Saved data entries

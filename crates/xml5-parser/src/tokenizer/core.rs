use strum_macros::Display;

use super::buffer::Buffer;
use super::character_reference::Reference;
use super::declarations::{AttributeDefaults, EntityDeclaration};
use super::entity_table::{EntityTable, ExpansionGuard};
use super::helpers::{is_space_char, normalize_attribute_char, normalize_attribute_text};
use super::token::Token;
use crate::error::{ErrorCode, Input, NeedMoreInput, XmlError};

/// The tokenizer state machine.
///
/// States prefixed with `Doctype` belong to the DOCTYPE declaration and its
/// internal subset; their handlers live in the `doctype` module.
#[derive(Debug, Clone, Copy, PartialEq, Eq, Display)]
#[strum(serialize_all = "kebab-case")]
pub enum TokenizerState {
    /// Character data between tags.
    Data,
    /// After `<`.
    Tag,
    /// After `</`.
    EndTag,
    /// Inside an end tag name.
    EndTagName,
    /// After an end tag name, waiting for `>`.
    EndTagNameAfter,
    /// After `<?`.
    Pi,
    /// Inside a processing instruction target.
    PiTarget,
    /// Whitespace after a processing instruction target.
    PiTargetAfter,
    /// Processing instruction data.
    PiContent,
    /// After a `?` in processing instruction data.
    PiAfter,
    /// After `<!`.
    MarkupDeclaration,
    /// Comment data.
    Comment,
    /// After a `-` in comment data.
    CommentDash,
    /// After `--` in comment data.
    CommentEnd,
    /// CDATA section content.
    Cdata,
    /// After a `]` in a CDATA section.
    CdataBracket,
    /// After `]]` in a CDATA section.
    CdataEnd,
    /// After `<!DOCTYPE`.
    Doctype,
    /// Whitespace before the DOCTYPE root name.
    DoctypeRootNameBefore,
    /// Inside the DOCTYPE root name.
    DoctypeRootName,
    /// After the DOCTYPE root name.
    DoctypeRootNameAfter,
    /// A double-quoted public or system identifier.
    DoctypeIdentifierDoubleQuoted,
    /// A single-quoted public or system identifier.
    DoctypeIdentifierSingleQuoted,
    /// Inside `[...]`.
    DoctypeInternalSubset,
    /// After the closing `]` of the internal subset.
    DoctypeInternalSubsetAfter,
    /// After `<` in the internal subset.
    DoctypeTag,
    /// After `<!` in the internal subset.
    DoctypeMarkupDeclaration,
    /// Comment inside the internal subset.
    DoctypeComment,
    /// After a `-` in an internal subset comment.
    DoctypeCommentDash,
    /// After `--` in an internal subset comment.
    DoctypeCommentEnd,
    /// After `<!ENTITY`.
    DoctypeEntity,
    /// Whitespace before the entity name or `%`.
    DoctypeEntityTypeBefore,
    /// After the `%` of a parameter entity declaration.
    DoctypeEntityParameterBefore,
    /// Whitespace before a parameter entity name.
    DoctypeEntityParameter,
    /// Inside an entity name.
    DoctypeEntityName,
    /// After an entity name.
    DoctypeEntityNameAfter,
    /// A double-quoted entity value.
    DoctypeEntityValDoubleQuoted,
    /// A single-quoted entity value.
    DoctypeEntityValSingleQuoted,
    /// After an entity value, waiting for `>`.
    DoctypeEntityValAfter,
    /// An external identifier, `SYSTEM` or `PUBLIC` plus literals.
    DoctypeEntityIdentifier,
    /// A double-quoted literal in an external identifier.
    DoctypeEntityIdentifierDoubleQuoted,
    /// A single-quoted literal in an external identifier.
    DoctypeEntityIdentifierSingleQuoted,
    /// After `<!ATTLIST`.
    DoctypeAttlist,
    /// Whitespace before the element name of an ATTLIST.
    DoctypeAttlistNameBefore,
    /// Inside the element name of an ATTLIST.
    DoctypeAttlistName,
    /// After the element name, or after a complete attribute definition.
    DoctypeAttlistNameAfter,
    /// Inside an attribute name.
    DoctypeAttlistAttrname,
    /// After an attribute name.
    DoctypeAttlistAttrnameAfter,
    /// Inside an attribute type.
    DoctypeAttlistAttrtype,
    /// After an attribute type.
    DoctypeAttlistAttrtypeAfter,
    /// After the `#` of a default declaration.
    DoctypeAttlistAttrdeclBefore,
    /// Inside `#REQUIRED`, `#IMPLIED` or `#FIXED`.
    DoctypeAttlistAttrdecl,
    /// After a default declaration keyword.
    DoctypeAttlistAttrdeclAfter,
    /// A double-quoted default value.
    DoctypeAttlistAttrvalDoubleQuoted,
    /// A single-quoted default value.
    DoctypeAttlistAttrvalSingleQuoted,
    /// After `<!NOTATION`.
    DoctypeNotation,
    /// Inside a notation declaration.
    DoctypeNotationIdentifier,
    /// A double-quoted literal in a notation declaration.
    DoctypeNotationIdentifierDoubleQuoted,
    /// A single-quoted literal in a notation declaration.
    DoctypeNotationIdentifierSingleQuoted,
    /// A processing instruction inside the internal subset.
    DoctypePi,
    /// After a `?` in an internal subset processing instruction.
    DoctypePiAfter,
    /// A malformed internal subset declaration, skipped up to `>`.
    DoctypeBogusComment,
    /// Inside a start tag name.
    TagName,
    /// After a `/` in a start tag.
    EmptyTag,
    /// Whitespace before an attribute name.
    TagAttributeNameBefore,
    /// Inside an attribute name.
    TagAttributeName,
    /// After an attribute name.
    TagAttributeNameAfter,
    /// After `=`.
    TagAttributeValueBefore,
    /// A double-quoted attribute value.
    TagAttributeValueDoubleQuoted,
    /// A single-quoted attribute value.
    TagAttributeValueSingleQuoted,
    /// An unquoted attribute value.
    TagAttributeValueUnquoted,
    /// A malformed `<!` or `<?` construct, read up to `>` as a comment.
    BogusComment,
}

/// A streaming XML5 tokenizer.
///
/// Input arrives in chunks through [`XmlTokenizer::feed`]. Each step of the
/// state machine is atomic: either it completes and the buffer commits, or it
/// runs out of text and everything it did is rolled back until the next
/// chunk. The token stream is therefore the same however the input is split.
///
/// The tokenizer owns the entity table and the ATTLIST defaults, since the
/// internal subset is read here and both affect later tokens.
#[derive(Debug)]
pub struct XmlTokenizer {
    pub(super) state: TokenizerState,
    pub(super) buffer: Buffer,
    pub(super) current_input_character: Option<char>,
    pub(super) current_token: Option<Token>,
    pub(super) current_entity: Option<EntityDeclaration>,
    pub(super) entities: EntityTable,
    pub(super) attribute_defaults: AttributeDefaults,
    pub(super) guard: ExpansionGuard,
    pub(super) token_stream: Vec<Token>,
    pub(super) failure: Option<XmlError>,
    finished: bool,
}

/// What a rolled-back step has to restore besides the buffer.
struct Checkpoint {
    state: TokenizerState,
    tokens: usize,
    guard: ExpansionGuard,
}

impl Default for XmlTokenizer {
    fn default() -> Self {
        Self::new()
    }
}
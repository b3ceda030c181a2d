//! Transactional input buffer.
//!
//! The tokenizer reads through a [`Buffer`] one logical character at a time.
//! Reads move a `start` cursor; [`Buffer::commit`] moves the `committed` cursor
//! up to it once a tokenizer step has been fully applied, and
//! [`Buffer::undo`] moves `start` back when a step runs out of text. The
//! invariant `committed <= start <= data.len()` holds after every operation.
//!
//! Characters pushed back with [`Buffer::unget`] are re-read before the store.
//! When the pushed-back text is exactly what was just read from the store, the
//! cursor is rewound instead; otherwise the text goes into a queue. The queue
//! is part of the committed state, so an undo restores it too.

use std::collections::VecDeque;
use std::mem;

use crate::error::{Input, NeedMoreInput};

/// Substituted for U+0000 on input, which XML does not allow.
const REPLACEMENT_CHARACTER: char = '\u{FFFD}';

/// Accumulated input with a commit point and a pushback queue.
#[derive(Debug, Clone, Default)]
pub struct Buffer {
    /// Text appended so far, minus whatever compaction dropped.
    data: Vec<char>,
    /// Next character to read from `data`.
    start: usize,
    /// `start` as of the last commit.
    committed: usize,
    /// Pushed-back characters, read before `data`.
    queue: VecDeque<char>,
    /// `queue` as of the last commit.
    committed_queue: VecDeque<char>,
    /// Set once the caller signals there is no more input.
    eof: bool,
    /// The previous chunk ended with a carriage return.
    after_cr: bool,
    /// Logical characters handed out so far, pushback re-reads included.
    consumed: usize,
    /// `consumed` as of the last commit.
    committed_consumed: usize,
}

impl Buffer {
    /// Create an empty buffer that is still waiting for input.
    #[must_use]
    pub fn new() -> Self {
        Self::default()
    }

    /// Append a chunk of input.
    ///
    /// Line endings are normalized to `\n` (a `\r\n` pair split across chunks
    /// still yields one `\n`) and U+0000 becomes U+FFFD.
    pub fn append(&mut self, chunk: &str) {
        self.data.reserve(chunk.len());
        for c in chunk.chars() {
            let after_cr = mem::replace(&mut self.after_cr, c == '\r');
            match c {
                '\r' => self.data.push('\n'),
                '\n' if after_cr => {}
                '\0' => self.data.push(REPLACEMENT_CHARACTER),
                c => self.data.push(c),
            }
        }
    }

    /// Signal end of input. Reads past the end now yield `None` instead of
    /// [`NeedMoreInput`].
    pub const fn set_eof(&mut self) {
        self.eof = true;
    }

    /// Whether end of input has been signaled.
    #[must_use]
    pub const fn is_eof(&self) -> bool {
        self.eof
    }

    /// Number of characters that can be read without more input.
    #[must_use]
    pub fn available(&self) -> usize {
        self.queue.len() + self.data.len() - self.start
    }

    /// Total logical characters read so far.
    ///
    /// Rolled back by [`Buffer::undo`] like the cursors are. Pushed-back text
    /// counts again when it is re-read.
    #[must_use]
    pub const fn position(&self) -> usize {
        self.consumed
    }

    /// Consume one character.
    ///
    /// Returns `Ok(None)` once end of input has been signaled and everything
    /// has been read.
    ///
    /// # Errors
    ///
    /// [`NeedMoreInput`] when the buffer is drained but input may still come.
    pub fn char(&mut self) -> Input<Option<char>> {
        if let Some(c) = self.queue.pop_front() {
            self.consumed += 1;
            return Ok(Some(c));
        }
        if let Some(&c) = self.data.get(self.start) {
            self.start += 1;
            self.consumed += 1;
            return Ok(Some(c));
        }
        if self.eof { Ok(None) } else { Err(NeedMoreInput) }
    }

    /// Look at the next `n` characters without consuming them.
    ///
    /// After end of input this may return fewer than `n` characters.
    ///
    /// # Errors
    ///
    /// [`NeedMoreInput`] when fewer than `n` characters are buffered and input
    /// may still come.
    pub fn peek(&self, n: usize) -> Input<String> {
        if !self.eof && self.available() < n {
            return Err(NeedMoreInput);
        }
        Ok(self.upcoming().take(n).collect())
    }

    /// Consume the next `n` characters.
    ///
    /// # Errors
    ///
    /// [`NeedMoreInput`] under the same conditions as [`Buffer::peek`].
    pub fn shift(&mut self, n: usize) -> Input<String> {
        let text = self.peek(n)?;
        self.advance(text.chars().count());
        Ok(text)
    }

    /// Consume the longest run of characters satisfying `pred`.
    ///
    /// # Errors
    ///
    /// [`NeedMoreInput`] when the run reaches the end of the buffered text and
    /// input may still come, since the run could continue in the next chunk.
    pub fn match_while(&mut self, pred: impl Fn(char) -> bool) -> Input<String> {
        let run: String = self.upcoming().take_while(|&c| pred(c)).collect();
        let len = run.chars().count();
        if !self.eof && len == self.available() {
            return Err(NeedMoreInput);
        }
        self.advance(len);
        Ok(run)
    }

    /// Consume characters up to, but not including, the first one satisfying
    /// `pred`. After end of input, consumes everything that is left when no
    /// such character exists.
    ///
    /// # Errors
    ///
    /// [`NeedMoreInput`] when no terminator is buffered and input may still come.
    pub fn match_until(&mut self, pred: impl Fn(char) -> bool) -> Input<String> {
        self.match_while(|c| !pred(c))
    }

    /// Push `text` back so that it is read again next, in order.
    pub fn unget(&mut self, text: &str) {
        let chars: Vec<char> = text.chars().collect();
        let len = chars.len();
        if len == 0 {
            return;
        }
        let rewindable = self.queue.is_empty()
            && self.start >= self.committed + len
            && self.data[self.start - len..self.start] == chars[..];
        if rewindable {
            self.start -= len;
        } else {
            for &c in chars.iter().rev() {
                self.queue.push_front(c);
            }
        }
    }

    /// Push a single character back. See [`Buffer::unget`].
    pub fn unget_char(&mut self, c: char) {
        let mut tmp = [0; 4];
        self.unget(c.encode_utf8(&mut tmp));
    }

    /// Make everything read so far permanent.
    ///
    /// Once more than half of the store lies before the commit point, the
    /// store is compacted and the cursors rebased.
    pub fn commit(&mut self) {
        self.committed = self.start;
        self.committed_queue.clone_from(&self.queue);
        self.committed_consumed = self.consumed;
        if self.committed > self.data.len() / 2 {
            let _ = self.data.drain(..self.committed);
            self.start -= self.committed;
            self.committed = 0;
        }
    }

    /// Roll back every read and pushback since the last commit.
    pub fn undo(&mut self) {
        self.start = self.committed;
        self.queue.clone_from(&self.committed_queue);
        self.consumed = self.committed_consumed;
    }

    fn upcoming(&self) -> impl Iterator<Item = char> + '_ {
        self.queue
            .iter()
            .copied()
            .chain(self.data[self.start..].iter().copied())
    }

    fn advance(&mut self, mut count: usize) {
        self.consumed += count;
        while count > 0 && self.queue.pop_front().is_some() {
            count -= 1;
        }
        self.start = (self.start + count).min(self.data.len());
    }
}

• Action item: Copy out all lines above holding "that".

• Exercise result:
    /// Create an empty buffer that is still waiting for input.
    /// Number of characters that can be read without more input.
    /// `pred`. After end of input, consumes everything that is left when no
    /// Push `text` back so that it is read again next, in order.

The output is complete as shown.